WHAT TO WORK ON: Every line below between the line holding "(self.x2 - self.x1).max(0.0) as u32" and the line holding "impl std::fmt::Display for ElementKind", inclusive, should be repeated exactly, and all other lines omitted.

*** EXTRACTED ENTRIES ***

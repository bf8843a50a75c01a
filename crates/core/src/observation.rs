//! Observation domain types.
//!
//! An [`Observation`] is one captured frame of the device screen plus the
//! elements the detector found on it. Observations are immutable once built
//! and are shared as `Arc<Observation>` between the conversation history and
//! the control loop, never copied.

use chrono::{DateTime, Utc};
use serde::{Deserialize, Serialize};

/// A pixel position on the device screen, (0,0) is top-left.
#[derive(Debug, Clone, Copy, PartialEq, Eq, Serialize, Deserialize)]
pub struct Point {
    pub x: u32,
    pub y: u32,
}

impl Point {
    pub fn new(x: u32, y: u32) -> Self {
        Self { x, y }
    }
}

impl std::fmt::Display for Point {
    fn fmt(&self, f: &mut std::fmt::Formatter<'_>) -> std::fmt::Result {
        write!(f, "({}, {})", self.x, self.y)
    }
}

/// Axis-aligned bounding box in pixels: `[x1, y1, x2, y2]`.
#[derive(Debug, Clone, Copy, PartialEq, Serialize, Deserialize)]
pub struct BoundingBox {
    pub x1: f32,
    pub y1: f32,
    pub x2: f32,
    pub y2: f32,
}

impl BoundingBox {
    pub fn new(x1: f32, y1: f32, x2: f32, y2: f32) -> Self {
        Self { x1, y1, x2, y2 }
    }

    /// Centre of the box, truncated to whole pixels and clamped at zero.
    pub fn center(&self) -> Point {
        let cx = ((self.x1 + self.x2) / 2.0).max(0.0);
        let cy = ((self.y1 + self.y2) / 2.0).max(0.0);
        Point::new(cx as u32, cy as u32)
    }

    pub fn width(&self) -> u32 {
        (self.x2 - self.x1).max(0.0) as u32
    }

    pub fn height(&self) -> u32 {
        (self.y2 - self.y1).max(0.0) as u32
    }
}

/// What kind of region the detector reported.
#[derive(Debug, Clone, Copy, PartialEq, Eq, Serialize, Deserialize)]
#[serde(rename_all = "lowercase")]
pub enum ElementKind {
    Text,
    Icon,
    #[serde(other)]
    Unknown,
}

impl std::fmt::Display for ElementKind {
    fn fmt(&self, f: &mut std::fmt::Formatter<'_>) -> std::fmt::Result {
        match self {
            Self::Text => write!(f, "text"),
            Self::Icon => write!(f, "icon"),
            Self::Unknown => write!(f, "unknown"),
        }
    }
}

/// A labeled region found on a screenshot.
#[derive(Debug, Clone, PartialEq, Serialize, Deserialize)]
pub struct DetectedElement {
    /// Unique within its observation; the decider refers to elements by it.
    pub id: u32,

    pub kind: ElementKind,

    /// OCR text or generated caption
    pub label: String,

    pub bbox: BoundingBox,

    /// Whether the detector considers the region tappable
    #[serde(default)]
    pub interactive: bool,

    #[serde(default, skip_serializing_if = "Option::is_none")]
    pub confidence: Option<f32>,
}

impl DetectedElement {
    pub fn center(&self) -> Point {
        self.bbox.center()
    }
}

/// Encoded image bytes plus their geometry.
#[derive(Clone, Default, Serialize, Deserialize)]
pub struct Screenshot {
    /// Raw encoded bytes (PNG from `screencap -p`). Never serialized.
    #[serde(skip)]
    pub data: Vec<u8>,

    /// e.g. `image/png`
    pub media_type: String,

    pub width: u32,
    pub height: u32,
}

impl Screenshot {
    pub fn png(data: Vec<u8>, width: u32, height: u32) -> Self {
        Self {
            data,
            media_type: "image/png".into(),
            width,
            height,
        }
    }

    pub fn len(&self) -> usize {
        self.data.len()
    }

    pub fn is_empty(&self) -> bool {
        self.data.is_empty()
    }
}

impl std::fmt::Debug for Screenshot {
    fn fmt(&self, f: &mut std::fmt::Formatter<'_>) -> std::fmt::Result {
        f.debug_struct("Screenshot")
            .field("media_type", &self.media_type)
            .field("width", &self.width)
            .field("height", &self.height)
            .field("bytes", &self.data.len())
            .finish()
    }
}

/// Device screen geometry as reported by the device.
#[derive(Debug, Clone, Copy, PartialEq, Eq, Serialize, Deserialize)]
pub struct ScreenInfo {
    pub width: u32,
    pub height: u32,
}

impl ScreenInfo {
    pub fn new(width: u32, height: u32) -> Self {
        Self { width, height }
    }

    /// Valid coordinates are `0..width` and `0..height`.
    pub fn contains(&self, point: Point) -> bool {
        point.x < self.width && point.y < self.height
    }
}

/// Perceptual digest of a frame, used for settle detection and
/// screen-change warnings.
#[derive(Debug, Clone, Copy, PartialEq, Eq, Hash, Serialize, Deserialize)]
pub struct ScreenFingerprint(pub [u8; 32]);

impl std::fmt::Display for ScreenFingerprint {
    fn fmt(&self, f: &mut std::fmt::Formatter<'_>) -> std::fmt::Result {
        for b in &self.0[..6] {
            write!(f, "{b:02x}")?;
        }
        Ok(())
    }
}

/// One captured device screen state.
#[derive(Debug, Clone, Serialize, Deserialize)]
pub struct Observation {
    /// Step index this observation was presented at
    pub step: u64,

    pub captured_at: DateTime<Utc>,

    /// The raw frame
    pub image: Screenshot,

    /// Frame with numbered boxes drawn by the detector, if any
    #[serde(default, skip_serializing_if = "Option::is_none")]
    pub annotated: Option<Screenshot>,

    /// `None` when detection is disabled or unavailable
    #[serde(default, skip_serializing_if = "Option::is_none")]
    pub elements: Option<Vec<DetectedElement>>,

    pub fingerprint: ScreenFingerprint,
}

impl Observation {
    /// The frame shown to the decider: annotated when available.
    pub fn display_image(&self) -> &Screenshot {
        self.annotated.as_ref().unwrap_or(&self.image)
    }

    pub fn element(&self, id: u32) -> Option<&DetectedElement> {
        self.elements.as_deref()?.iter().find(|e| e.id == id)
    }

    pub fn element_ids(&self) -> Vec<u32> {
        self.elements
            .as_deref()
            .map(|els| els.iter().map(|e| e.id).collect())
            .unwrap_or_default()
    }

    pub fn element_labels(&self) -> Vec<String> {
        self.elements
            .as_deref()
            .map(|els| {
                els.iter()
                    .map(|e| format!("[{}] {}", e.id, e.label))
                    .collect()
            })
            .unwrap_or_default()
    }
}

*** End of EXTRACTED ENTRIES ***

RESULT:
        (self.x2 - self.x1).max(0.0) as u32
    }

    pub fn height(&self) -> u32 {
        (self.y2 - self.y1).max(0.0) as u32
    }
}

/// What kind of region the detector reported.
#[derive(Debug, Clone, Copy, PartialEq, Eq, Serialize, Deserialize)]
#[serde(rename_all = "lowercase")]
pub enum ElementKind {
    Text,
    Icon,
    #[serde(other)]
    Unknown,
}

impl std::fmt::Display for ElementKind {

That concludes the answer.